A Search to Secure

A Search to Secure

Small businesses receive fewer loans from big banks, forcing them to find alternate avenues.

By Sarah Chaney

Cody Maltais has been a musician, a Marine and a craft-brewery entrepreneur, but his dream job only recently came to fruition.

Tucked in the corner of an all-brick shopping center in Durham, Maltais’ latest business venture, Elevate Mixed Martial Arts Academy, launched in February. It took 83 days for Maltais, his wife and father-in-law to lay out and furnish the space with martial arts essentials: gray training mats that span across a studio platform, sleek locker rooms emitting a fresh scent and an administrative desk — all with a modern feel that doesn’t scream trying-too-hard feng-shui.

“I’d leave work and then work five or six hours that night and then head home and do that over and over and over,” Maltais said. “My wife was here every day, with a baby strapped to her back, working.”

Maltais gives a firm handshake, and for the most part, has the disciplined yet warm, patient manner of the martial artist that he is. His calm demeanor becomes a little more lively when he talks about the things he loves: his daughter Addison, his wife and his new martial arts academy.

A $45,000 loan from the U.S. Small Business Administration (SBA) approved last summer locked in Maltais’ startup vision. Unlike many small business owners, Maltais, a seasoned entrepreneur, knew what to expect from the funding process.

In 2011, Maltais dove into the loan process to secure financing for Carrboro’s Steel String Brewery, which he opened along with a couple of long-time friends.

“We went around, and we sought Bank of America, we sought Wells Fargo, we had this detailed 90-page business plan going through every aspect we thought was even borderline relevant,” Maltais said. “And they all were like, ‘Wow, you guys did a good job. There’s no way we’re going to lend you money. We don’t do startup lending.’”

Maltais then switched over to successfully receive SBA-backed loans through a Chapel Hill-based bank. And come 2015, when he was seeking a loan to support Elevate MMA Academy, he knew whom to avoid.
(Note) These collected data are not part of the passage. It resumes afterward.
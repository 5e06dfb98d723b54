//! Small shared helpers for the elapsed-time ramps every overlay builds on.
//! The overlay-specific breakpoint tables stay at their call sites; these
//! cover only the shapes repeated verbatim across overlays.

/// Linear 0..1 ramp of `x` across `[from, to]`, clamped outside.
///
/// Degenerate `from == to` behaves like the two-breakpoint table: at or
/// before the edge yields 0, after it 1.
pub fn ramp(x: f64, from: f64, to: f64) -> f64 {
    if x <= from {
        0.0
    } else if x >= to {
        1.0
    } else {
        (x - from) / (to - from)
    }
}

/// Per-item reveal progress for staggered lists (ranking rows, poll bars,
/// budget lines): item starts `delay` frames after the overlay and ramps
/// over `ramp_frames`.
pub fn stagger_progress(elapsed: f64, delay: f64, ramp_frames: f64) -> f64 {
    ramp(elapsed - delay, 0.0, ramp_frames)
}

/// Animated count-up display value: the target scaled by progress, rounded
/// to the nearest integer. Progress 1 returns the exact target.
pub fn count_up(value: f64, progress: f64) -> i64 {
    (value * progress).round() as i64
}

#[cfg(test)]
mod tests {
    use super::*;

    #[test]
    fn ramp_clamps_and_interpolates() {
        assert_eq!(ramp(-3.0, 0.0, 10.0), 0.0);
        assert_eq!(ramp(0.0, 0.0, 10.0), 0.0);
        assert_eq!(ramp(5.0, 0.0, 10.0), 0.5);
        assert_eq!(ramp(10.0, 0.0, 10.0), 1.0);
        assert_eq!(ramp(99.0, 0.0, 10.0), 1.0);
    }

    #[test]
    fn ramp_zero_width_is_a_step() {
        assert_eq!(ramp(3.9, 4.0, 4.0), 0.0);
        assert_eq!(ramp(4.0, 4.0, 4.0), 0.0);
        assert_eq!(ramp(4.1, 4.0, 4.0), 1.0);
    }

    #[test]
    fn stagger_shifts_by_delay() {
        // Third ranking row: delay 2 * 15, ramp over 20 frames.
        assert_eq!(stagger_progress(30.0, 30.0, 20.0), 0.0);
        assert_eq!(stagger_progress(40.0, 30.0, 20.0), 0.5);
        assert_eq!(stagger_progress(55.0, 30.0, 20.0), 1.0);
    }

    #[test]
    fn count_up_hits_exact_target() {
        assert_eq!(count_up(230_000.0, 0.0), 0);
        assert_eq!(count_up(230_000.0, 0.5), 115_000);
        assert_eq!(count_up(230_000.0, 1.0), 230_000);
    }
}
Small business owners like Maltais are increasingly turning away from big banks and toward alternative lenders. The biggest banks are making far fewer loans to Triangle-area small businesses than they did in the previous decade.

In Durham, Orange and Chatham Counties, the five largest North Carolina banks ranked by deposits issued 114 SBA loans from 1996 through 2005. These banks made 51 loans from 2006 through 2015, a 55 percent dropoff, according to an analysis of SBA loan data.

Together, five of the largest North Carolina banks lent $9.6 million from 2006 through 2015 to small businesses in these counties, down 50 percent from the preceding decade.

Since the 2008 financial crisis, bank lending has recovered overall for big businesses, or businesses with more than $1 million in assets, said DePaul University finance professor Rebel Cole, who has extensively analyzed credit to small businesses. Meanwhile, though, small businesses have slid behind.

“That’s a real problem because small businesses are the lifeblood of the economy,” Cole said. “If they can’t get credit, they can’t grow.”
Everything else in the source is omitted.